Four important overall starting principles

  • Find out what the school allows and doesn’t allow in dorm rooms before you do any planning or make a single purchase.  Don’t buy a microwave only to discover that the room either comes with one or that the appliance is forbidden.  Don’t bring large pieces of furniture only to find out that students may not bring additional furniture.
  • Think organization.  Dorm rooms are generally relatively small, and house more than one person.  Anything that your student can bring to keep belongings, papers, books, etc. organized, will be appreciated by everyone in the space.  Items that can do double duty will also be helpful.
  • Your student should talk to their roommate before buying anything for the room.  There isn’t enough space in either the typical dorm room or the typical college student budget for duplication.  Encourage your student to consult with roommates about what each will bring for the room.  Who will bring the fridge or TV or even the wastebasket?  Coordinating efforts can significantly cut costs.
  • Set up a realistic starting budget.  It’s easy to get carried away thinking that your student needs everything.  As parents, we want to create a cozy nest for our students and it’s easy to feel we need to buy all of the comforts we can think of.  Work with your student to decide on a spending limit and try to stick to that.

Some saving suggestions

  • When in doubt, less is more.  If your student isn’t sure they’ll need something, leave it at home.  There will be opportunities to add more later as the need arises.  If your student comes home for a weekend later, that’s the time to bring something back.  If you’ll be visiting for Parents’ Weekend, you can bring something.  Thanksgiving Break or Winter Break are good opportunities to add to room furnishings, if necessary.
  • Rather than buy furnishings and decorations initially, give your student gift cards to be used at local stores.
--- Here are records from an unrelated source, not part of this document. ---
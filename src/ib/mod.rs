pub mod collision;
pub mod motion;
pub mod object;
pub mod stencil;

use std::collections::BTreeSet;

use glam::DVec2;

use crate::config::{CaseConfig, FieldBcType, IbConfig, IbMethod, MotionConfig};
use crate::discretization::mesh::{Mesh, ZoneId};
use crate::error::Error;
use crate::ib::collision::CollisionModel;
use crate::ib::motion::Motion;
use crate::ib::object::IbObject;
use crate::parallel::Communicator;
use crate::physics::equation::Equation;
use crate::physics::field::{ScalarField, VectorField};
use crate::physics::BoundaryType;

/// Classification of a cell after an epoch. The codes are what lands in the
/// exported status field.
#[derive(Clone, Copy, Debug, PartialEq, Eq)]
#[repr(i32)]
pub enum CellStatus {
    Fluid = 1,
    Ib = 2,
    Solid = 3,
    Fresh = 4,
    Dead = 5,
    Buffer = 6,
}

/// The collection of immersed bodies: builds them from configuration,
/// drives classification, aggregates their boundary-condition equations and
/// applies the collision model on top of the hydrodynamic forces.
pub struct ImmersedBoundarySet {
    pub objects: Vec<IbObject>,
    pub collision: CollisionModel,
    fluid: ZoneId,
    pub cell_status: Vec<i32>,
}

impl ImmersedBoundarySet {
    pub fn from_config(
        cfg: &IbConfig,
        case: &CaseConfig,
        mesh: &mut Mesh,
        fluid: ZoneId,
    ) -> Result<Self, Error> {
        let mut object_cfgs = cfg.objects.clone();
        if let Some(array) = &cfg.array {
            object_cfgs.extend(array.expand()?);
        }

        let mut objects = Vec::with_capacity(object_cfgs.len());
        for (id, obj_cfg) in object_cfgs.iter().enumerate() {
            println!("Initializing immersed boundary object \"{}\".", obj_cfg.name);

            if obj_cfg.method != IbMethod::GhostCell {
                return Err(Error::InvalidConfiguration(format!(
                    "body \"{}\": only the ghost-cell method is implemented",
                    obj_cfg.name
                )));
            }

            let shape = obj_cfg.shape.build()?;
            let mut obj = IbObject::new(&obj_cfg.name, id, shape, obj_cfg.rho, mesh, fluid);

            for (field, bc) in &obj_cfg.field_bcs {
                let bc_type = match bc.bc_type {
                    FieldBcType::Fixed => BoundaryType::Fixed,
                    FieldBcType::NormalGradient => BoundaryType::NormalGradient,
                    FieldBcType::PartialSlip => {
                        return Err(Error::InvalidConfiguration(format!(
                            "body \"{}\", field \"{field}\": partial_slip is reserved and not implemented",
                            obj_cfg.name
                        )));
                    }
                };
                obj.add_boundary_type(field.clone(), bc_type);
                obj.add_boundary_ref_value(field.clone(), bc.value);
            }

            let motion = match &obj_cfg.motion {
                MotionConfig::None => None,
                MotionConfig::Translating {
                    velocity,
                    acceleration,
                } => Some(Motion::translating(*velocity, *acceleration)),
                MotionConfig::Oscillating {
                    frequency,
                    amplitude,
                    phase,
                } => Some(Motion::oscillating(
                    *frequency,
                    *amplitude,
                    *phase,
                    obj.shape.centroid(),
                )),
                MotionConfig::SolidBody { velocity } => {
                    if obj_cfg.rho <= 0.0 {
                        return Err(Error::InvalidConfiguration(format!(
                            "body \"{}\": solidBody motion needs a positive properties.rho",
                            obj_cfg.name
                        )));
                    }
                    Some(Motion::solid_body(
                        *velocity,
                        case.gravity,
                        obj_cfg.rho,
                        &obj.shape,
                    ))
                }
            };
            obj.set_motion(motion);

            objects.push(obj);
        }

        if objects.is_empty() {
            println!("No immersed boundaries present.");
        }

        let collisions = cfg.collisions.unwrap_or_default();
        Ok(Self {
            objects,
            collision: CollisionModel::new(collisions.stiffness, collisions.range),
            fluid,
            cell_status: vec![0; mesh.n_cells()],
        })
    }

    /// First classification after the fluid zone is populated.
    pub fn init(&mut self, mesh: &mut Mesh, comm: &dyn Communicator) -> Result<(), Error> {
        for obj in &mut self.objects {
            obj.update_cells(mesh, comm.rank())?;
        }
        self.set_cell_status(mesh, comm);
        mesh.renumber_active();
        Ok(())
    }

    /// Advance every body over `dt` with the forces integrated last step,
    /// reclassify, reseed freshly uncovered cells, refresh the status field
    /// and renumber.
    pub fn update(
        &mut self,
        dt: f64,
        mesh: &mut Mesh,
        u: &mut VectorField,
        p: &mut ScalarField,
        comm: &dyn Communicator,
    ) -> Result<(), Error> {
        for obj in &mut self.objects {
            let force = obj.force;
            let torque = obj.torque;
            if let Some(motion) = &mut obj.motion {
                motion.advance(&mut obj.shape, dt, force, torque);
            }
            obj.update_cells(mesh, comm.rank())?;
        }

        self.seed_fresh_cells(mesh, u, p);
        self.set_cell_status(mesh, comm);
        mesh.renumber_active();
        Ok(())
    }

    /// Inverse-distance average of face-neighbour fluid values into every
    /// freshly uncovered cell, so the predictor never sees stale solid-body
    /// values there.
    ///
    /// Sweeps in passes: a fresh cell whose face-neighbours are all fresh
    /// themselves (the inner edge of an uncovered band) picks up its value
    /// once those neighbours have been seeded.
    pub fn seed_fresh_cells(&self, mesh: &Mesh, u: &mut VectorField, p: &mut ScalarField) {
        let mut unseeded: BTreeSet<usize> = self
            .objects
            .iter()
            .flat_map(|o| o.fresh_cells.iter().copied())
            .collect();

        loop {
            let mut seeded_this_pass = Vec::new();
            for &c in &unseeded {
                let mut u_acc = DVec2::ZERO;
                let mut p_acc = 0.0;
                let mut w_sum = 0.0;
                for link in &mesh.cells[c].interior_links {
                    let n = link.cell;
                    if !mesh.zones.contains(self.fluid, n) || unseeded.contains(&n) {
                        continue;
                    }
                    let d = (mesh.cells[n].centroid - mesh.cells[c].centroid)
                        .length()
                        .max(1e-14);
                    let w = 1.0 / d;
                    u_acc += w * u.cells[n];
                    p_acc += w * p.cells[n];
                    w_sum += w;
                }
                if w_sum > 0.0 {
                    u.cells[c] = u_acc / w_sum;
                    p.cells[c] = p_acc / w_sum;
                    seeded_this_pass.push(c);
                }
            }
            if seeded_this_pass.is_empty() {
                break;
            }
            for c in seeded_this_pass {
                unseeded.remove(&c);
            }
        }
    }

    /// Assign the per-cell status codes for this epoch and exchange them
    /// across halo layers.
    pub fn set_cell_status(&mut self, mesh: &Mesh, comm: &dyn Communicator) {
        self.cell_status.fill(0);

        for c in mesh.zones.cells(self.fluid) {
            self.cell_status[c] = CellStatus::Fluid as i32;
        }

        for obj in &self.objects {
            for &c in &obj.ib_cells {
                self.cell_status[c] = CellStatus::Ib as i32;
            }
            for &c in &obj.solid_cells {
                self.cell_status[c] = CellStatus::Solid as i32;
            }
            for &c in &obj.fresh_cells {
                self.cell_status[c] = CellStatus::Fresh as i32;
            }
            for &c in &obj.dead_cells {
                self.cell_status[c] = CellStatus::Dead as i32;
            }
        }

        let mut buf: Vec<f64> = self.cell_status.iter().map(|&s| s as f64).collect();
        comm.sync_scalar(&mut buf);
        for (s, v) in self.cell_status.iter_mut().zip(buf) {
            *s = v as i32;
        }
    }

    pub fn fluid_zone(&self) -> ZoneId {
        self.fluid
    }

    pub fn ib_cells(&self) -> Vec<usize> {
        let mut out: Vec<usize> = self
            .objects
            .iter()
            .flat_map(|o| o.ib_cells.iter().copied())
            .collect();
        out.sort_unstable();
        out
    }

    pub fn solid_cells(&self) -> Vec<usize> {
        let mut out: Vec<usize> = self
            .objects
            .iter()
            .flat_map(|o| o.solid_cells.iter().copied())
            .collect();
        out.sort_unstable();
        out
    }

    /// The body containing `p`, if any.
    pub fn ib_obj_at(&self, p: DVec2) -> Option<&IbObject> {
        self.objects.iter().find(|o| o.is_inside(p))
    }

    /// Closest boundary point over all bodies.
    pub fn nearest_intersect(&self, p: DVec2) -> Option<(&IbObject, DVec2)> {
        self.objects
            .iter()
            .map(|o| {
                let xc = o.shape.nearest_intersect(p);
                (o, xc, (xc - p).length_squared())
            })
            .min_by(|a, b| a.2.partial_cmp(&b.2).unwrap_or(std::cmp::Ordering::Equal))
            .map(|(o, xc, _)| (o, xc))
    }

    pub fn velocity_bcs(&self, u: &VectorField, mesh: &Mesh) -> Result<Equation<DVec2>, Error> {
        let mut eqn = Equation::new(format!("ib:{}", u.name), mesh.n_cells());
        for obj in &self.objects {
            eqn += obj.velocity_bcs(u, mesh)?;
        }
        Ok(eqn)
    }

    pub fn pressure_bcs(&self, rho: f64, p: &ScalarField, mesh: &Mesh) -> Equation<f64> {
        let mut eqn = Equation::new(format!("ib:{}", p.name), mesh.n_cells());
        for obj in &self.objects {
            eqn += obj.pressure_bcs(rho, p, mesh);
        }
        eqn
    }

    pub fn bcs(&self, field: &ScalarField, mesh: &Mesh) -> Result<Equation<f64>, Error> {
        let mut eqn = Equation::new(format!("ib:{}", field.name), mesh.n_cells());
        for obj in &self.objects {
            eqn += obj.bcs(field, mesh)?;
        }
        Ok(eqn)
    }

    pub fn contact_line_bcs(
        &self,
        gamma: &ScalarField,
        theta: f64,
        mesh: &Mesh,
        comm: &dyn Communicator,
    ) -> Result<Equation<f64>, Error> {
        let mut eqn = Equation::new(format!("ib:{}", gamma.name), mesh.n_cells());
        for obj in &self.objects {
            eqn += obj.contact_line_bcs(gamma, theta, mesh, comm.rank())?;
        }
        Ok(eqn)
    }

    /// Hydrodynamic force and torque per body, plus pairwise and wall
    /// collision forces.
    pub fn compute_forces(
        &mut self,
        mu: f64,
        u: &VectorField,
        p: &ScalarField,
        mesh: &Mesh,
        comm: &dyn Communicator,
    ) {
        for obj in &mut self.objects {
            obj.compute_force(mu, u, p, comm);
        }

        let n = self.objects.len();
        let mut contact = vec![DVec2::ZERO; n];
        for i in 0..n {
            for j in 0..n {
                contact[i] += self.collision.pair_force(&self.objects[i], &self.objects[j]);
            }
            contact[i] += self.collision.wall_force(&self.objects[i], mesh.bounds());
        }
        for (obj, f) in self.objects.iter_mut().zip(contact) {
            obj.add_force(f);
        }
    }
}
Your student can make purchases through that first semester as they discover what is needed.  Roommates can shop and make choices together.
  • Plan to shop locally on Move-in Day after you’ve seen the actual room.  Once your student sees the space, they’ll be better able to visualize needs.  Find out about the closest stores prior to heading to school.
  • Encourage your student to be creative. Storage cubes can become bedside tables.  Scarves or fabric remnants can become curtains.  Bricks and planks make just as interesting a bookcase as they did for earlier generations of students.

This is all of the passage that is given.